Abiodun Falodun is a professor of pharmaceutical chemistry from Nigeria. He was the Deputy Vice Chancellor (Academics) of the University of Benin and currently the Rector of Edo State Polytechnic, Usen. He was appointed by the Governor of Edo state, Godwin Obaseki and sworn in on April 4, 2018.

== Education ==
Falodun holds a bachelor's degree in pharmacy from the University of Benin (1996). He received his master's degree in 2003 and his PhD in Pharmaceutical chemistry from the University of Benin in 2007.

== Career ==
Falodun started off as an assistant lecturer in 1999 at the Department of Pharmacy, University of Benin. He was an associate professor in 2011 and was awarded professor of Pharmaceutical Chemistry in 2014.

He was Head of Department of Pharmaceutical Chemistry at the University of Benin. He is a member of the Pharmaceutical Society of Nigeria, Institute of Public Analysts of Nigeria, Phytochemical Society of Europe, Swiss Chemical Society, and American Chemical Society.

He is a member of the Natural Product Research Group (NPRG) research group involved in bioactivity guided isolation, characterization, structure determination and optimization through synthesis of compounds from natural products mostly of plant origin.

He has written and published several research works, journals, reviews and books.

He is the Editor-in-Chief for Tropical Journal of Natural Product Research.

He is currently the pioneer coordinator, Center for Distance Learning at the University of Benin. He was also appointed as Director for Benson Idahosa University Distance Learning School (BIU-DLS).

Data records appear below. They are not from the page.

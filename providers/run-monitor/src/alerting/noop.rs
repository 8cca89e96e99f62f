use super::{AlertError, AlertOutcome, AlertSink};
use async_trait::async_trait;
use run_result_common::Message;

/// Alert sink used when no backend is configured
#[derive(Debug, Clone, Copy, Default)]
pub struct NoopAlert;

#[async_trait]
impl AlertSink for NoopAlert {
    async fn alert(&self, _message: &Message) -> Result<AlertOutcome, AlertError> {
        Ok(AlertOutcome::Disabled)
    }
}
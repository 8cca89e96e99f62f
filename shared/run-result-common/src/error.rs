//! Error types for result formatting

use thiserror::Error;

/// Raised when a result is missing a field its resource kind requires
#[derive(Error, Debug, Clone, PartialEq, Eq)]
pub enum FormatError {
    /// A required field is structurally absent
    #[error("Missing required field `{field}` on {resource_type} result `{name}`")]
    MissingField {
        field: &'static str,
        resource_type: String,
        name: String,
    },
}

impl FormatError {
    pub fn missing(field: &'static str, resource_type: impl Into<String>, name: impl Into<String>) -> Self {
        FormatError::MissingField {
            field,
            resource_type: resource_type.into(),
            name: name.into(),
        }
    }
}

Falodun was the Deputy Vice Chancellor (Academics) serving with Vice Chancellor F. F. O. Orumwense at the University of Benin.

Currently, he is the Rector of Edo State Polytechnic, Usen.

== Awards ==
- May and Baker Professional Service Award 2007
- Fulbright Senior Scholar, Faculty of Pharmacy, University of Mississippi, USA, 2013-2014
- Africa-US Network Centers of Excellence in Water and Environmental Science and Technology (2011 - 2015)

== Personal life ==
Falodun is married to Ehizogie Joyce Falodun with four children.